Preferentially-orientated gradient precipitates enable unique strength-ductility synergy in Mg-Sn binary alloys.

Abstract

Conventional manufacturing approaches, including casting, thermal deformation and annealing, have faced great challenges in achieving both exceptional strength and ductility for Mg alloys. Herein, we report an effective strategy for simultaneously enhancing the tensile yield strength (YS = 341 ± 9.6 MPa) and elongation (EL = 15% ± 1%) of a Mg-4Sn (at.%) binary alloy at room temperature, which has been prepared by an ultrahigh-pressure treatment followed by Joule-heat treatment (UPJT). More attractively, the aging condition (80 μs, 500 Hz, 600 s) is the most time-efficient mode for aged Mg alloys. The reason is mainly associated with the presence of a unique preferentially-orientated gradient precipitate structure, as confirmed by transmission electron microscopy observations, density functional theory calculations and molecular dynamics simulations.

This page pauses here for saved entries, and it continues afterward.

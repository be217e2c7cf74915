use std::future::Future;
use std::pin::Pin;
use std::task::{Context, Poll};
use std::time::Instant;

use crate::nats::{ConsumeRequest, Outcome};
use tower::{Layer, Service};
use tracing::{error, info, warn, Instrument, Span};

/// Tower layer that logs the outcome of every consumed message
#[derive(Clone, Default)]
pub struct NatsConsumeLoggingLayer;

impl NatsConsumeLoggingLayer {
    pub fn new() -> Self {
        Self
    }
}

impl<S> Layer<S> for NatsConsumeLoggingLayer {
    type Service = NatsConsumeLoggingService<S>;

    fn layer(&self, service: S) -> Self::Service {
        NatsConsumeLoggingService { inner: service }
    }
}

/// Service that logs message id, outcome and duration of each consumption
#[derive(Clone)]
pub struct NatsConsumeLoggingService<S> {
    inner: S,
}

impl<S> Service<ConsumeRequest> for NatsConsumeLoggingService<S>
where
    S: Service<ConsumeRequest, Response = Outcome> + Clone + Send + 'static,
    S::Error: std::fmt::Display + Send,
    S::Future: Send + 'static,
{
    type Response = S::Response;
    type Error = S::Error;
    type Future = Pin<Box<dyn Future<Output = Result<Self::Response, Self::Error>> + Send>>;

    fn poll_ready(&mut self, cx: &mut Context<'_>) -> Poll<Result<(), Self::Error>> {
        self.inner.poll_ready(cx)
    }

    fn call(&mut self, req: ConsumeRequest) -> Self::Future {
        let message_id = req.message_id.clone();
        let subject = req.subject.clone();
        let payload_size = req.payload.len();
        let start = Instant::now();
        // Take the service that was driven to readiness, leave a fresh clone behind
        let clone = self.inner.clone();
        let mut inner = std::mem::replace(&mut self.inner, clone);

        let span = Span::current();

        Box::pin(
            async move {
                let result = inner.call(req).await;
                let duration_ms = start.elapsed().as_millis();

                match &result {
                    Ok(Outcome::Complete) => {
                        info!(
                            message_id = %message_id,
                            subject = %subject,
                            payload_bytes = payload_size,
                            outcome = "complete",
                            duration_ms = %duration_ms,
                            "successfully processed message {message_id} in {duration_ms}ms"
                        );
                    }
                    Ok(Outcome::DeadLetter {
                        reason,
                        description,
                    }) => {
                        error!(
                            message_id = %message_id,
                            subject = %subject,
                            payload_bytes = payload_size,
                            outcome = "dead_letter",
                            reason = %reason,
                            description = %description,
                            duration_ms = %duration_ms,
                            "dead-lettering message {message_id} [{reason}]"
                        );
                    }
                    Ok(Outcome::Abandon) => {
                        warn!(
                            message_id = %message_id,
                            subject = %subject,
                            payload_bytes = payload_size,
                            outcome = "abandon",
                            duration_ms = %duration_ms,
                            "abandoning message {message_id} for redelivery"
                        );
                    }
                    Err(e) => {
                        error!(
                            message_id = %message_id,
                            subject = %subject,
                            payload_bytes = payload_size,
                            duration_ms = %duration_ms,
                            error = %e,
                            "failed to consume message {message_id} in {duration_ms}ms: {e}"
                        );
                    }
                }

                result
            }
            .instrument(span),
        )
    }
}

#[cfg(test)]
mod tests {
    use super::*;
    use bytes::Bytes;
    use futures::future::BoxFuture;
    use tower::ServiceExt;

    #[derive(Clone)]
    struct FixedOutcome(Result<Outcome, String>);

    impl Service<ConsumeRequest> for FixedOutcome {
        type Response = Outcome;
        type Error = anyhow::Error;
        type Future = BoxFuture<'static, Result<Outcome, anyhow::Error>>;

        fn poll_ready(&mut self, _cx: &mut Context<'_>) -> Poll<Result<(), Self::Error>> {
            Poll::Ready(Ok(()))
        }

        fn call(&mut self, _req: ConsumeRequest) -> Self::Future {
            let result = self.0.clone().map_err(anyhow::Error::msg);
            Box::pin(async move { result })
        }
    }

    fn request() -> ConsumeRequest {
        ConsumeRequest::new("msg-1", "test.subject", Bytes::from("{}"), None)
    }

    #[tokio::test]
    async fn test_logging_passes_outcome_through() {
        let service = NatsConsumeLoggingLayer::new().layer(FixedOutcome(Ok(
            Outcome::dead_letter("NullMessage", "Message body deserialized to null"),
        )));

        let outcome = service.oneshot(request()).await.unwrap();
        assert_eq!(outcome.reason(), Some("NullMessage"));
    }

    #[tokio::test]
    async fn test_logging_passes_error_through() {
        let service =
            NatsConsumeLoggingLayer::new().layer(FixedOutcome(Err("service down".to_string())));

        let err = service.oneshot(request()).await.unwrap_err();
        assert_eq!(err.to_string(), "service down");
    }
}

Both experimental and theoretical results demonstrate that twin boundary-induced precipitation followed by precipitate-assisted twin boundary migration accounts for the formation of gradient precipitate structures. The fine Mg2Sn particles can effectively pin dislocation movement to enhance its strength. Comparatively, the coarse Mg2Sn particles can undergo plastic deformation and shear deformation, contributing to its high ductility. The strategy of preferentially orientated gradient structure provides a budding perspective for designing new Mg alloys with superior mechanical properties.